Fenomena Eksistensi dan Alienasi Manusia Melalui Jejaring Sosial

Generasi yang lahir di era tahun 80 dan 90 mungkin adalah generasi yang benar-benar lahir di era peledakan teknologi dan benar-benar mengalami fenomena tersebut. Dengan lahirnya internet melalui world wide web (www), kemudian generasi ini lahir ditelan pesatnya kemajuan teknoloogi yang semakin menyatukan seluruh dunia lewat layar kaca yang sekarang ini bahkan dapat diakses dari genggam tangan manusia seluruh dunia.

Sejak manusia pertama kali dapat berpikir dan menggunakan akal sehatnya dan mengekspresikan pemikiran dan keinginannnya lewat hal-hal yang berada di luarnya, manusia kemudian berinovasi untuk menggunakan banyak hal-hal yang nyata maupun abstrak, benda maupun pemikiran, untuk menjadi atribut yang melengkapi diri manusia dan secara personal menjadikannya utuh. Manusia bereksistensi, dan ia hanya dapat bereksistensi melalui hal-hal yang berada di luarnya.

Sejak lahir manusia bereksistensi dalam tiap saat kehidupannya, dari awal hidupnya ia bereksistensi lewat suara tangisnya, hingga akhirnya sampai ia mati ia pun masih bereksistensi dengan peti mati, tanah kuburan yang harganya semakin melambung, dan nisan mahal yang menghias makam tempat istirahat terakhirnya.

Dalam kesehariannya manusia bereksistensi lewat hal-hal sederhana seperti sepatu bermerk yang ia pakai, ritual agama yang dijalani hari per harinya, dan dalam konteks ini ia bereksistensi lewat dunia maya, dimana ia dapat mengekspresikan dirinya setiap saat. Untuk tidak perlu merasa kosong dan sendiri bahkan dalam waktu kesendiriannya.

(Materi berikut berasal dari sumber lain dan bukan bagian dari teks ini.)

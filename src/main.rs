//! TaskPilot 入口：初始化日志、创建 Agent 编排器与终端前端，并运行主循环。
//!
//! 用法：`taskpilot [config.toml]`

use anyhow::Context;
use taskpilot::{core::create_agent, observability, ui::run_console};

#[tokio::main]
async fn main() -> anyhow::Result<()> {
    observability::init();

    let config_path = std::env::args().nth(1).map(std::path::PathBuf::from);
    let mut handle = create_agent(config_path).await;
    let init_error = handle.init_error.take();

    run_console(handle).await.context("Console run failed")?;

    if let Some(e) = init_error {
        return Err(e).context("Failed to create agent");
    }
    Ok(())
}
//! 应用配置：从 config/default.toml 与环境变量加载
//!
//! 加载顺序：先读 TOML 文件，再用环境变量 `TASKPILOT__*` 覆盖（双下划线表示嵌套，如 `TASKPILOT__LLM__PROVIDER=openai`）。

use std::path::PathBuf;

use serde::Deserialize;

/// 应用配置根（对应 config/default.toml 的顶层）
#[derive(Debug, Clone, Deserialize, Default)]
#[serde(default)]
pub struct AppConfig {
    pub app: AppSection,
    pub llm: LlmSection,
    pub agent: AgentSection,
}

/// [app] 段：应用名、脚本执行的工作目录
#[derive(Debug, Clone, Deserialize, Default)]
#[serde(default)]
pub struct AppSection {
    /// 仅用于启动日志
    pub name: Option<String>,
    /// 生成脚本的工作目录，未设置时用进程当前目录
    pub workspace_root: Option<PathBuf>,
}

/// [llm] 段：后端选择与超时
#[derive(Debug, Clone, Deserialize)]
#[serde(default)]
pub struct LlmSection {
    /// 后端：deepseek / openai / mock
    pub provider: String,
    /// 未设置时使用后端的默认模型
    pub model: Option<String>,
    pub base_url: Option<String>,
    /// 优先于环境变量
    pub api_key: Option<String>,
    pub timeouts: LlmTimeoutsSection,
}

impl Default for LlmSection {
    fn default() -> Self {
        Self {
            provider: "deepseek".to_string(),
            model: None,
            base_url: None,
            api_key: None,
            timeouts: LlmTimeoutsSection::default(),
        }
    }
}

#[derive(Debug, Clone, Deserialize)]
#[serde(default)]
pub struct LlmTimeoutsSection {
    /// 单次规划请求超时（秒）
    pub request: u64,
}

impl Default for LlmTimeoutsSection {
    fn default() -> Self {
        Self { request: 60 }
    }
}

/// [agent] 段：重试上限与历史中执行日志的截断长度
#[derive(Debug, Clone, Deserialize)]
#[serde(default)]
pub struct AgentSection {
    pub max_retries: u32,
    pub log_preview_chars: usize,
}

impl Default for AgentSection {
    fn default() -> Self {
        Self {
            max_retries: 3,
            log_preview_chars: 500,
        }
    }
}

impl AppConfig {
    /// 脚本工作目录：workspace_root，否则进程当前目录
    pub fn workspace(&self) -> PathBuf {
        self.app
            .workspace_root
            .clone()
            .or_else(|| std::env::current_dir().ok())
            .unwrap_or_else(|| PathBuf::from("."))
    }

    /// 查找 API Key：先 llm.api_key，再按顺序查环境变量；空值视为未设置
    pub fn api_key(
        &self,
        env: impl Fn(&str) -> Option<String>,
        vars: &[&str],
    ) -> Option<String> {
        let non_empty = |v: String| {
            let v = v.trim().to_string();
            (!v.is_empty()).then_some(v)
        };
        self.llm
            .api_key
            .clone()
            .and_then(non_empty)
            .or_else(|| vars.iter().find_map(|name| env(name).and_then(non_empty)))
    }
}

/// 从 config 目录加载配置，环境变量 TASKPILOT__* 可覆盖
///
/// 1. 按顺序查找 config/default.toml、../config/default.toml、default.toml，找到则作为第一源
/// 2. 若传入 config_path 且文件存在，则追加该文件（可覆盖前面的键）
/// 3. 最后叠加环境变量 TASKPILOT__*（双下划线表示嵌套键）
pub fn load_config(config_path: Option<PathBuf>) -> Result<AppConfig, config::ConfigError> {
    let mut builder = config::Config::builder();

    let default_names = ["config/default", "../config/default", "default"];
    for name in default_names {
        let path = format!("{}.toml", name);
        if std::path::Path::new(&path).exists() {
            builder = builder.add_source(config::File::with_name(name).required(false));
            break;
        }
    }

    if let Some(ref path) = config_path {
        if path.exists() {
            builder = builder.add_source(config::File::from(path.clone()).required(false));
        } else {
            tracing::warn!(path = %path.display(), "config file not found, ignored");
        }
    }

    builder = builder.add_source(
        config::Environment::with_prefix("TASKPILOT")
            .separator("__")
            .try_parsing(true),
    );

    builder.build()?.try_deserialize()
}
//! Mock LLM 客户端（无需 API）
//!
//! MockLlmClient：固定返回一个 echo 命令代码块，便于离线跑通确认-执行流程（provider = "mock"）。
//! ScriptedLlmClient：按顺序返回预设回复并记录收到的 Prompt，用于测试。

use std::collections::VecDeque;
use std::sync::Mutex;

use async_trait::async_trait;

use crate::llm::{LlmClient, Message};

/// Mock 客户端：不读取任务内容，避免把任务文本拼进脚本
#[derive(Debug, Default)]
pub struct MockLlmClient;

#[async_trait]
impl LlmClient for MockLlmClient {
    async fn complete(&self, _messages: &[Message]) -> Result<String, String> {
        Ok("```bash\necho \"taskpilot mock planner: no LLM configured\"\n```".to_string())
    }

    fn model_name(&self) -> &str {
        "mock"
    }
}

/// 脚本化客户端：每次 complete 弹出一条预设回复；回复耗尽时返回错误
#[derive(Debug, Default)]
pub struct ScriptedLlmClient {
    responses: Mutex<VecDeque<Result<String, String>>>,
    prompts: Mutex<Vec<Vec<Message>>>,
}

impl ScriptedLlmClient {
    pub fn new<I, S>(responses: I) -> Self
    where
        I: IntoIterator<Item = S>,
        S: Into<String>,
    {
        Self {
            responses: Mutex::new(responses.into_iter().map(|r| Ok(r.into())).collect()),
            prompts: Mutex::new(Vec::new()),
        }
    }

    /// 追加一条错误回复（模拟网络/服务错误）
    pub fn push_error(&self, err: impl Into<String>) {
        if let Ok(mut q) = self.responses.lock() {
            q.push_back(Err(err.into()));
        }
    }

    pub fn push_response(&self, text: impl Into<String>) {
        if let Ok(mut q) = self.responses.lock() {
            q.push_back(Ok(text.into()));
        }
    }

    /// 已收到的全部请求（按调用顺序）
    pub fn prompts(&self) -> Vec<Vec<Message>> {
        self.prompts.lock().map(|p| p.clone()).unwrap_or_default()
    }

    pub fn call_count(&self) -> usize {
        self.prompts.lock().map(|p| p.len()).unwrap_or_default()
    }
}

#[async_trait]
impl LlmClient for ScriptedLlmClient {
    async fn complete(&self, messages: &[Message]) -> Result<String, String> {
        if let Ok(mut p) = self.prompts.lock() {
            p.push(messages.to_vec());
        }
        self.responses
            .lock()
            .map_err(|e| e.to_string())?
            .pop_front()
            .unwrap_or_else(|| Err("scripted responses exhausted".to_string()))
    }

    fn model_name(&self) -> &str {
        "scripted"
    }
}
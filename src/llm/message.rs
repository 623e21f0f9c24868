//! 对话消息：发送给 LLM 的角色与内容

use serde::{Deserialize, Serialize};

/// 消息角色（与 LLM API 一致）
#[derive(Clone, Debug, PartialEq, Eq, Serialize, Deserialize)]
pub enum Role {
    User,
    System,
}

/// 单条消息
#[derive(Clone, Debug, PartialEq, Eq, Serialize, Deserialize)]
pub struct Message {
    pub role: Role,
    pub content: String,
}

impl Message {
    pub fn user(content: impl Into<String>) -> Self {
        Self {
            role: Role::User,
            content: content.into(),
        }
    }

    pub fn system(content: impl Into<String>) -> Self {
        Self {
            role: Role::System,
            content: content.into(),
        }
    }
}
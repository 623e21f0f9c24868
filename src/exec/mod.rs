//! 执行层：临时脚本与子进程执行引擎

pub mod runner;
pub mod script;

pub use runner::{ExecutionResult, ScriptRunner, SETUP_FAILURE_EXIT_CODE};
pub use script::TempScript;
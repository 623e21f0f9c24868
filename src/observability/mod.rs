//! 可观测性：tracing 订阅器
//!
//! 日志写 stderr，stdout 留给控制台前端；默认 info，可通过 RUST_LOG 覆盖。

use tracing_subscriber::{fmt, prelude::*, EnvFilter};

pub fn init() {
    let filter = EnvFilter::try_from_default_env().unwrap_or_else(|_| EnvFilter::new("info"));
    let _ = tracing_subscriber::registry()
        .with(filter)
        .with(fmt::layer().with_writer(std::io::stderr).with_target(false))
        .try_init();
}
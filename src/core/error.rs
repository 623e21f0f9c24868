//! 错误类型
//!
//! InitError 为会话级致命错误（缺少凭据、不支持的操作系统），出现后编排器不会进入 AwaitingTask；
//! AgentError 为单次尝试内的失败，全部汇入编排器的失败处理（计数 + 询问反馈或放弃）。

use thiserror::Error;

/// 初始化错误：只上报一次，之后不再接受任务
#[derive(Error, Debug, Clone, PartialEq, Eq)]
pub enum InitError {
    #[error("Missing API key: set {0} (or llm.api_key in config)")]
    MissingCredential(String),

    #[error("Unsupported operating system detected: {0}")]
    UnsupportedOs(String),

    #[error("Config error: {0}")]
    Config(String),
}

/// 单次尝试中的失败（规划、解析、执行）
#[derive(Error, Debug, Clone, PartialEq, Eq)]
pub enum AgentError {
    /// Planner 调用出错、超时或返回空文本
    #[error("Planner unavailable: {0}")]
    PlannerUnavailable(String),

    /// 解析结果为零条命令
    #[error("Failed to parse a valid command plan from the AI response. Response received:\n{0}")]
    ParseEmpty(String),

    /// 写脚本、设置权限或启动进程失败（退出码哨兵 -1）
    #[error("Execution setup failed: {0}")]
    ExecutionSetup(String),

    #[error("Script failed with exit code {exit_code}: {reason}")]
    ExecutionFailure { exit_code: i32, reason: String },
}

Pertama kali masalah tentang eksistensialime ini muncul saat Kierkegaard, seorang filsuf eksistensi Denmark kenamaan melihat banyaknya kemerosotan rasio manusia akan nilai 'berada' mereka, yang kemudian konsekuensinya adalah ketakutan dan kehidupan yang absurd.

Dalam kehidupan masyarakat urban pada era posmodern ini, eksistensi manusia tidak banyak ditentukan dari benda-benda nyata saja, bahkan kepopuleran benda-benda riil semakin bergeser oleh kehadiran benda-benda abstrak dalam menghadirkan nilainya sebagai manusia.

Pada permulaan zaman modern mungkin kita dapat melihat bagaimana prestise seseorang ditentukan oleh mobil yang ia kendarai, ataupun sepatu apa yang ia pakai. Memang, jejak materi sebagai penanda pemenuhan manusia tidak akan pernah pudar, faktanya bahkan dalam memenuhi kebutuhan eksistensinya dalam hal-hal yang abstrak, manusia tetap membutuhkan benda-benda nyata –seperti uang—sebagai syarat pemenuhannya.

Namun dalam era sekarang, saat pemenuhan kebutuhan fisik dirasa sudah mencukupi, masyarakat urban semakin butuh untuk mengaktualisasikan dirinya lewat dunia maya, yang sekarang ini sudah menjadi simbol eksistensi masyarakat urban.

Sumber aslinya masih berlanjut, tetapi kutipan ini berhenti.